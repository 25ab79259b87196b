//! Date-time input widget boundary.
//!
//! A widget owns its own editing state and reports raw changes: either a
//! date-like value or a change event whose `target.value` holds text. It is
//! driven by the adapter through [`WidgetProps`] (current value + display
//! configuration).

use crate::core::date_value::DateValue;
use chrono::NaiveDateTime;

/// Finest unit the widget lets the user edit.
#[derive(Debug, Clone, Copy, PartialEq, Eq)]
pub enum MaxDetail {
    Minute,
    Second,
}

impl MaxDetail {
    pub fn display_format(&self) -> &'static str {
        match self {
            MaxDetail::Minute => "%Y-%m-%dT%H:%M",
            MaxDetail::Second => "%Y-%m-%dT%H:%M:%S",
        }
    }
}

#[derive(Debug, Clone, Copy, PartialEq, Eq)]
pub struct WidgetConfig {
    pub max_detail: MaxDetail,
    pub disable_calendar: bool,
    pub disable_clock: bool,
}

impl Default for WidgetConfig {
    fn default() -> Self {
        Self {
            max_detail: MaxDetail::Second,
            disable_calendar: true,
            disable_clock: true,
        }
    }
}

/// What the adapter hands to the widget on every render.
#[derive(Debug, Clone, Copy, PartialEq, Eq)]
pub struct WidgetProps {
    pub value: Option<NaiveDateTime>,
    pub config: WidgetConfig,
}

#[derive(Debug, Clone, PartialEq, Eq)]
pub struct EventTarget {
    pub value: String,
}

/// Change event as emitted by a native form control.
#[derive(Debug, Clone, PartialEq, Eq)]
pub struct ChangeEvent {
    pub target: EventTarget,
}

impl ChangeEvent {
    pub fn new(value: impl Into<String>) -> Self {
        Self {
            target: EventTarget {
                value: value.into(),
            },
        }
    }
}

/// Every shape a widget (or a host calling `set_date`) may produce.
#[derive(Debug, Clone, PartialEq, Eq)]
pub enum WidgetInput {
    Value(DateValue),
    Event(ChangeEvent),
    Clear,
}

impl From<DateValue> for WidgetInput {
    fn from(v: DateValue) -> Self {
        WidgetInput::Value(v)
    }
}

impl From<NaiveDateTime> for WidgetInput {
    fn from(naive: NaiveDateTime) -> Self {
        WidgetInput::Value(DateValue::WallClock(naive))
    }
}

impl From<Option<NaiveDateTime>> for WidgetInput {
    fn from(naive: Option<NaiveDateTime>) -> Self {
        naive.map_or(WidgetInput::Clear, WidgetInput::from)
    }
}

impl From<ChangeEvent> for WidgetInput {
    fn from(ev: ChangeEvent) -> Self {
        WidgetInput::Event(ev)
    }
}

impl From<&str> for WidgetInput {
    fn from(s: &str) -> Self {
        WidgetInput::Value(DateValue::from(s))
    }
}

impl From<String> for WidgetInput {
    fn from(s: String) -> Self {
        WidgetInput::Value(DateValue::from(s))
    }
}

#[derive(Debug, Clone, Copy, PartialEq, Eq)]
pub enum Key {
    Char(char),
    Backspace,
    /// Commit the buffered text
    Enter,
    /// Discard the buffer and clear the value
    Escape,
}

pub trait DateTimeWidget {
    /// Receive the current value and display configuration.
    fn render(&mut self, props: &WidgetProps);

    /// Handle one key press; returns a change only when the edit is committed.
    fn handle_key(&mut self, key: Key) -> Option<WidgetInput>;
}

/// Single-line text entry that buffers keystrokes until Enter or Escape.
#[derive(Debug, Clone, Default)]
pub struct TextEntryWidget {
    buffer: String,
    props: Option<WidgetProps>,
}

impl TextEntryWidget {
    pub fn new() -> Self {
        Self::default()
    }

    /// Text currently shown in the field.
    pub fn text(&self) -> &str {
        &self.buffer
    }

    pub fn props(&self) -> Option<&WidgetProps> {
        self.props.as_ref()
    }
}

impl DateTimeWidget for TextEntryWidget {
    fn render(&mut self, props: &WidgetProps) {
        self.buffer = props
            .value
            .map(|v| v.format(props.config.max_detail.display_format()).to_string())
            .unwrap_or_default();
        self.props = Some(*props);
    }

    fn handle_key(&mut self, key: Key) -> Option<WidgetInput> {
        match key {
            Key::Char(c) => {
                self.buffer.push(c);
                None
            }
            Key::Backspace => {
                self.buffer.pop();
                None
            }
            Key::Enter => Some(WidgetInput::Event(ChangeEvent::new(self.buffer.clone()))),
            Key::Escape => {
                self.buffer.clear();
                Some(WidgetInput::Clear)
            }
        }
    }
}
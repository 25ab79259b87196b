// src/export/mod.rs

mod fs_utils;
mod json_csv;
pub mod logic;
mod model;

pub use logic::ExportLogic;
pub use model::RowExport;

use crate::ui::messages::success;
use clap::ValueEnum;
use std::path::Path;

/// Common completion message for every export format.
pub(crate) fn notify_export_success(label: &str, rows: usize, path: &Path) {
    success(format!(
        "{label} export completed: {rows} rows written to {}",
        path.display()
    ));
}

#[derive(Clone, Copy, Debug, ValueEnum)]
pub enum ExportFormat {
    Csv,
    Json,
}

impl ExportFormat {
    pub fn as_str(&self) -> &'static str {
        match self {
            ExportFormat::Csv => "csv",
            ExportFormat::Json => "json",
        }
    }
}
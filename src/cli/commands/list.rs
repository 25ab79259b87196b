use crate::cli::commands::build_session;
use crate::cli::parser::Commands;
use crate::config::Config;
use crate::errors::AppResult;
use crate::export::RowExport;
use crate::ui::messages::info;
use crate::utils::table::Table;

pub fn handle(cmd: &Commands, cfg: &Config) -> AppResult<()> {
    if let Commands::List { filter } = cmd {
        let session = build_session(cfg, filter)?;
        let visible = session.displayed_rows()?;

        if visible.is_empty() {
            info("No rows match the current filter.");
            return Ok(());
        }

        let comparator = session.column().filter_params.comparator;
        let header = session.column().header_name.clone();
        let mut table = Table::with_headers(&["ID", header.as_str(), "Local time"]);

        for row in &visible {
            table.add_row(RowExport::from_row(row, &comparator, &cfg.display_format).to_cells());
        }

        print!("{}", table.render());
        info(format!(
            "{} of {} rows shown",
            visible.len(),
            session.rows().len()
        ));
    }
    Ok(())
}
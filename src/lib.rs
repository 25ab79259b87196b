//! tsgrid library root.
//! Exposes the timestamp comparator, the date-time input adapter, the grid
//! host boundary, the CLI parser and the high-level run() function.

pub mod cli;
pub mod config;
pub mod core;
pub mod data;
pub mod errors;
pub mod export;
pub mod grid;
pub mod logging;
pub mod models;
pub mod ui;
pub mod utils;

use clap::Parser;
use cli::parser::{Cli, Commands};
use config::Config;
use errors::AppResult;
use std::path::{Path, PathBuf};

/// Central command dispatcher
pub fn dispatch(cli: &Cli, cfg: &Config, config_path: &Path) -> AppResult<()> {
    match &cli.command {
        Commands::Init { force } => cli::commands::init::handle(config_path, *force),
        Commands::Config { .. } => cli::commands::config::handle(&cli.command, cfg, config_path),
        Commands::List { .. } => cli::commands::list::handle(&cli.command, cfg),
        Commands::Compare { .. } => cli::commands::compare::handle(&cli.command, cfg),
        Commands::Export { .. } => cli::commands::export::handle(&cli.command, cfg),
    }
}

/// Entry point used by main.rs
pub fn run() -> AppResult<()> {
    let cli = Cli::parse();

    let config_path = cli
        .config
        .as_ref()
        .map(PathBuf::from)
        .unwrap_or_else(Config::config_file);

    // Load config once; every command receives it explicitly.
    let cfg = Config::load(&config_path)?;

    logging::init(&cfg.log_filter);

    dispatch(&cli, &cfg, &config_path)
}
//! Explicit grid handle: rows, column definition, filter model, sort order and
//! global listeners. Anything that needs grid control receives a `&mut
//! GridSession`; there is no ambient grid state.

use crate::errors::{AppError, AppResult};
use crate::grid::column::ColumnDef;
use crate::grid::filter::FilterModel;
use crate::models::row::Row;
use clap::ValueEnum;
use std::fmt;
use tracing::debug;

#[derive(Debug, Clone, Copy, PartialEq, Eq, ValueEnum)]
pub enum SortDirection {
    Asc,
    Desc,
}

#[derive(Debug, Clone, PartialEq, Eq)]
pub enum GridEvent {
    FilterChanged { model: Option<FilterModel> },
    SortChanged { direction: Option<SortDirection> },
}

type GlobalListener = Box<dyn FnMut(&GridEvent)>;

pub struct GridSession {
    rows: Vec<Row>,
    column: ColumnDef,
    filter_model: Option<FilterModel>,
    sort: Option<SortDirection>,
    listeners: Vec<GlobalListener>,
}

impl fmt::Debug for GridSession {
    fn fmt(&self, f: &mut fmt::Formatter<'_>) -> fmt::Result {
        f.debug_struct("GridSession")
            .field("rows", &self.rows.len())
            .field("column", &self.column)
            .field("filter_model", &self.filter_model)
            .field("sort", &self.sort)
            .field("listeners", &self.listeners.len())
            .finish()
    }
}

impl GridSession {
    pub fn new(rows: Vec<Row>, column: ColumnDef) -> Self {
        Self {
            rows,
            column,
            filter_model: None,
            sort: None,
            listeners: Vec::new(),
        }
    }

    pub fn rows(&self) -> &[Row] {
        &self.rows
    }

    pub fn column(&self) -> &ColumnDef {
        &self.column
    }

    pub fn filter_model(&self) -> Option<&FilterModel> {
        self.filter_model.as_ref()
    }

    pub fn sort(&self) -> Option<SortDirection> {
        self.sort
    }

    pub fn add_global_listener<F>(&mut self, listener: F)
    where
        F: FnMut(&GridEvent) + 'static,
    {
        self.listeners.push(Box::new(listener));
    }

    /// Replace the filter model; `None` removes the filter.
    pub fn set_filter_model(&mut self, model: Option<FilterModel>) -> AppResult<()> {
        if let Some(m) = &model {
            m.validate()?;
        }

        self.filter_model = model;
        debug!(model = ?self.filter_model, "filter model updated");
        self.emit(GridEvent::FilterChanged { model });
        Ok(())
    }

    /// Clear every applied filter. Input widgets keep their own state.
    pub fn reset_filters(&mut self) -> AppResult<()> {
        self.set_filter_model(None)
    }

    pub fn set_sort(&mut self, direction: Option<SortDirection>) -> AppResult<()> {
        if direction.is_some() && !self.column.sortable {
            return Err(AppError::InvalidSort(format!(
                "column '{}' is not sortable",
                self.column.field
            )));
        }

        self.sort = direction;
        self.emit(GridEvent::SortChanged { direction });
        Ok(())
    }

    /// Rows visible under the current filter and sort, in display order.
    pub fn displayed_rows(&self) -> AppResult<Vec<&Row>> {
        let params = &self.column.filter_params;

        let mut visible = Vec::with_capacity(self.rows.len());
        for row in &self.rows {
            let keep = match &self.filter_model {
                Some(model) => model.passes(params, &row.event_timestamp)?,
                None => true,
            };
            if keep {
                visible.push(row);
            }
        }

        if let Some(direction) = self.sort {
            let mut keyed = visible
                .into_iter()
                .map(|row| Ok((params.comparator.cell_millis(&row.event_timestamp)?, row)))
                .collect::<AppResult<Vec<_>>>()?;

            match direction {
                SortDirection::Asc => keyed.sort_by(|a, b| a.0.cmp(&b.0)),
                SortDirection::Desc => keyed.sort_by(|a, b| b.0.cmp(&a.0)),
            }

            visible = keyed.into_iter().map(|(_, row)| row).collect();
        }

        Ok(visible)
    }

    fn emit(&mut self, event: GridEvent) {
        for listener in self.listeners.iter_mut() {
            listener(&event);
        }
    }
}
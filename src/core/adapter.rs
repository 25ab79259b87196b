//! Imperative get/set/notify handle over a date-time input widget.
//!
//! The adapter owns the committed selection. The widget only reports raw
//! changes, and the host only reads through [`DateTimeInputAdapter::get_date`]
//! or writes through [`DateTimeInputAdapter::set_date`]. Every change to the
//! selection fires the change listener exactly once, after the new value is
//! stored.

use crate::core::date_value::{DateValue, parse_moment};
use crate::core::timezone::TimezonePolicy;
use crate::core::widget::{DateTimeWidget, Key, MaxDetail, WidgetConfig, WidgetInput, WidgetProps};
use chrono::{NaiveDateTime, Timelike};
use std::fmt;
use tracing::{debug, warn};

#[derive(Debug, Clone, Copy, PartialEq, Eq, Default)]
pub enum Selection {
    #[default]
    Empty,
    Selected(NaiveDateTime),
}

impl Selection {
    pub fn date(&self) -> Option<NaiveDateTime> {
        match self {
            Selection::Empty => None,
            Selection::Selected(d) => Some(*d),
        }
    }

    pub fn is_empty(&self) -> bool {
        matches!(self, Selection::Empty)
    }
}

type ChangeListener = Box<dyn FnMut(Option<NaiveDateTime>)>;

#[derive(Default)]
pub struct DateTimeInputAdapter {
    selection: Selection,
    config: WidgetConfig,
    timezone: TimezonePolicy,
    on_date_changed: Option<ChangeListener>,
}

impl fmt::Debug for DateTimeInputAdapter {
    fn fmt(&self, f: &mut fmt::Formatter<'_>) -> fmt::Result {
        f.debug_struct("DateTimeInputAdapter")
            .field("selection", &self.selection)
            .field("config", &self.config)
            .field("timezone", &self.timezone)
            .field("has_listener", &self.on_date_changed.is_some())
            .finish()
    }
}

impl DateTimeInputAdapter {
    pub fn new(config: WidgetConfig, timezone: TimezonePolicy) -> Self {
        Self {
            selection: Selection::Empty,
            config,
            timezone,
            on_date_changed: None,
        }
    }

    /// Register the host callback. Replaces any previous one.
    pub fn on_date_changed<F>(&mut self, listener: F)
    where
        F: FnMut(Option<NaiveDateTime>) + 'static,
    {
        self.on_date_changed = Some(Box::new(listener));
    }

    pub fn get_date(&self) -> Option<NaiveDateTime> {
        self.selection.date()
    }

    pub fn selection(&self) -> Selection {
        self.selection
    }

    /// Programmatic write. Accepts everything the widget can emit, plus
    /// `Option<NaiveDateTime>` so that `set_date(get_date())` is a no-op.
    /// The value is stored at full precision.
    pub fn set_date(&mut self, value: impl Into<WidgetInput>) {
        let next = self.normalize_or_clear(&value.into());
        self.commit(next);
    }

    /// Entry point for raw widget output, cut to the widget's maximum detail.
    pub fn handle_change(&mut self, input: WidgetInput) {
        let next = match self.normalize_or_clear(&input) {
            Selection::Selected(naive) => Selection::Selected(self.truncate(naive)),
            Selection::Empty => Selection::Empty,
        };

        // Re-committing what the widget displays keeps the finer stored value.
        let shown = self.get_date().map(|d| self.truncate(d));
        if next.date().is_some() && next.date() == shown {
            return;
        }

        self.commit(next);
    }

    pub fn widget_props(&self) -> WidgetProps {
        WidgetProps {
            value: self.get_date(),
            config: self.config,
        }
    }

    /// Forward one key press to the widget and commit whatever it emits.
    pub fn dispatch<W: DateTimeWidget>(&mut self, widget: &mut W, key: Key) {
        if let Some(input) = widget.handle_key(key) {
            self.handle_change(input);
            widget.render(&self.widget_props());
        }
    }

    fn normalize_or_clear(&self, input: &WidgetInput) -> Selection {
        self.normalize(input).unwrap_or_else(|| {
            warn!(?input, "unparseable date-time input, clearing selection");
            Selection::Empty
        })
    }

    // None means the input could not be understood.
    fn normalize(&self, input: &WidgetInput) -> Option<Selection> {
        let value = match input {
            WidgetInput::Clear => return Some(Selection::Empty),
            WidgetInput::Event(ev) => DateValue::Text(ev.target.value.clone()),
            WidgetInput::Value(v) => v.clone(),
        };

        if value.is_blank() {
            return Some(Selection::Empty);
        }

        let naive = match value {
            DateValue::WallClock(naive) => naive,
            DateValue::Text(s) => parse_moment(&s)?.wall_clock(&self.timezone)?,
        };

        Some(Selection::Selected(naive))
    }

    fn truncate(&self, naive: NaiveDateTime) -> NaiveDateTime {
        let naive = naive.with_nanosecond(0).unwrap_or(naive);
        match self.config.max_detail {
            MaxDetail::Second => naive,
            MaxDetail::Minute => naive.with_second(0).unwrap_or(naive),
        }
    }

    fn commit(&mut self, next: Selection) {
        if next == self.selection {
            return;
        }

        let previous = std::mem::replace(&mut self.selection, next);
        debug!(?previous, current = ?next, "date-time selection changed");

        let date = self.selection.date();
        if let Some(listener) = self.on_date_changed.as_mut() {
            listener(date);
        }
    }
}
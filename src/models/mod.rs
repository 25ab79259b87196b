pub mod row;

pub use row::Row;
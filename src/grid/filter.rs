use crate::core::comparator::TimestampComparator;
use crate::core::date_value::DateValue;
use crate::errors::{AppError, AppResult};
use chrono::NaiveDateTime;
use clap::ValueEnum;
use std::cmp::Ordering;

/// Date filter options offered by the timestamp column.
#[derive(Debug, Clone, Copy, PartialEq, Eq, Default, ValueEnum)]
pub enum FilterOption {
    Equals,
    NotEqual,
    /// Cell strictly before the boundary
    #[value(name = "before")]
    LessThan,
    /// Cell strictly after the boundary
    #[value(name = "after")]
    GreaterThan,
    #[default]
    InRange,
}

impl FilterOption {
    pub fn as_str(&self) -> &'static str {
        match self {
            FilterOption::Equals => "equals",
            FilterOption::NotEqual => "notEqual",
            FilterOption::LessThan => "lessThan",
            FilterOption::GreaterThan => "greaterThan",
            FilterOption::InRange => "inRange",
        }
    }

    pub fn needs_upper_bound(&self) -> bool {
        matches!(self, FilterOption::InRange)
    }
}

/// Filter configuration attached to the timestamp column.
#[derive(Debug, Clone, Copy, PartialEq, Eq, Default)]
pub struct DateFilterParams {
    pub default_option: FilterOption,
    /// Whether `InRange` keeps rows equal to either bound
    pub inclusive: bool,
    pub comparator: TimestampComparator,
}

#[derive(Debug, Clone, Copy, PartialEq, Eq)]
pub struct FilterModel {
    pub option: FilterOption,
    pub date_from: Option<NaiveDateTime>,
    pub date_to: Option<NaiveDateTime>,
}

impl FilterModel {
    pub fn new(option: FilterOption, date_from: NaiveDateTime) -> Self {
        Self {
            option,
            date_from: Some(date_from),
            date_to: None,
        }
    }

    pub fn in_range(date_from: NaiveDateTime, date_to: NaiveDateTime) -> Self {
        Self {
            option: FilterOption::InRange,
            date_from: Some(date_from),
            date_to: Some(date_to),
        }
    }

    pub fn validate(&self) -> AppResult<()> {
        let from = self.date_from.ok_or_else(|| {
            AppError::InvalidFilter(format!("'{}' requires a start date", self.option.as_str()))
        })?;

        if self.option.needs_upper_bound() {
            let to = self.date_to.ok_or_else(|| {
                AppError::InvalidFilter("'inRange' requires an end date".to_string())
            })?;
            if to < from {
                return Err(AppError::InvalidFilter(format!(
                    "range end {to} is before range start {from}"
                )));
            }
        }

        Ok(())
    }

    /// Whether a cell value survives this filter.
    pub fn passes(&self, params: &DateFilterParams, cell: &DateValue) -> AppResult<bool> {
        self.validate()?;

        let cmp = |boundary: Option<NaiveDateTime>| -> AppResult<Ordering> {
            let boundary = boundary.map(DateValue::WallClock).ok_or_else(|| {
                AppError::InvalidFilter(format!("'{}' is missing a date", self.option.as_str()))
            })?;
            params.comparator.compare(&boundary, cell)
        };

        let keep = match self.option {
            FilterOption::Equals => cmp(self.date_from)? == Ordering::Equal,
            FilterOption::NotEqual => cmp(self.date_from)? != Ordering::Equal,
            FilterOption::LessThan => cmp(self.date_from)? == Ordering::Less,
            FilterOption::GreaterThan => cmp(self.date_from)? == Ordering::Greater,
            FilterOption::InRange => {
                let lower = cmp(self.date_from)?;
                let upper = cmp(self.date_to)?;
                if params.inclusive {
                    lower != Ordering::Less && upper != Ordering::Greater
                } else {
                    lower == Ordering::Greater && upper == Ordering::Less
                }
            }
        };

        Ok(keep)
    }
}
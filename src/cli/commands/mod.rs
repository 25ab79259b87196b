pub mod compare;
pub mod config;
pub mod export;
pub mod init;
pub mod list;

use crate::cli::parser::FilterArgs;
use crate::config::Config;
use crate::core::comparator::TimestampComparator;
use crate::core::timezone::TimezonePolicy;
use crate::data::load_rows;
use crate::errors::{AppError, AppResult};
use crate::grid::{ColumnDef, FilterPopup, GridEvent, GridSession};
use crate::ui::messages::warning;
use std::path::Path;
use tracing::debug;

/// `--tz` wins over the configured timezone.
pub(crate) fn resolve_timezone(cfg: &Config, tz: &Option<String>) -> AppResult<TimezonePolicy> {
    match tz {
        Some(s) => s.parse(),
        None => Ok(cfg.timezone),
    }
}

/// Load the dataset and apply the filter and sort options through the popup.
pub(crate) fn build_session(cfg: &Config, args: &FilterArgs) -> AppResult<GridSession> {
    let timezone = resolve_timezone(cfg, &args.tz)?;

    let data = args
        .data
        .clone()
        .or_else(|| cfg.data_file.clone())
        .ok_or_else(|| {
            AppError::Config("no dataset given: pass --data or set data_file".to_string())
        })?;
    let rows = load_rows(Path::new(&data))?;

    let comparator = TimestampComparator::new(timezone);
    let column = ColumnDef::event_timestamp(comparator, args.inclusive || cfg.inclusive_range);
    let mut session = GridSession::new(rows, column);

    session.add_global_listener(|event| {
        if let GridEvent::FilterChanged { model } = event {
            debug!(?model, "filterChanged");
        }
    });

    let mut popup = FilterPopup::new(&session.column().filter_params, timezone);
    popup.set_option(args.filter);

    if let Some(from) = &args.from {
        popup.from_input().set_date(from.as_str());
        if popup.from_input().get_date().is_none() {
            warning(format!("Ignoring unparseable --from value '{from}'"));
        }
    }

    if let Some(to) = &args.to {
        if !args.filter.needs_upper_bound() {
            warning(format!(
                "--to is only used by the in-range filter, ignoring '{to}'"
            ));
        } else {
            popup.to_input().set_date(to.as_str());
            if popup.to_input().get_date().is_none() {
                warning(format!("Ignoring unparseable --to value '{to}'"));
            }
        }
    }

    if (args.from.is_some() || args.to.is_some()) && popup.model().is_none() {
        warning(format!(
            "Filter '{}' is incomplete, showing all rows",
            args.filter.as_str()
        ));
    }

    popup.apply(&mut session)?;

    if args.sort.is_some() {
        session.set_sort(args.sort)?;
    }

    Ok(session)
}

**Work order:**
Work out how many lines in the listing above hold the word "configuration", and answer only with that number.

**Written answer:**
3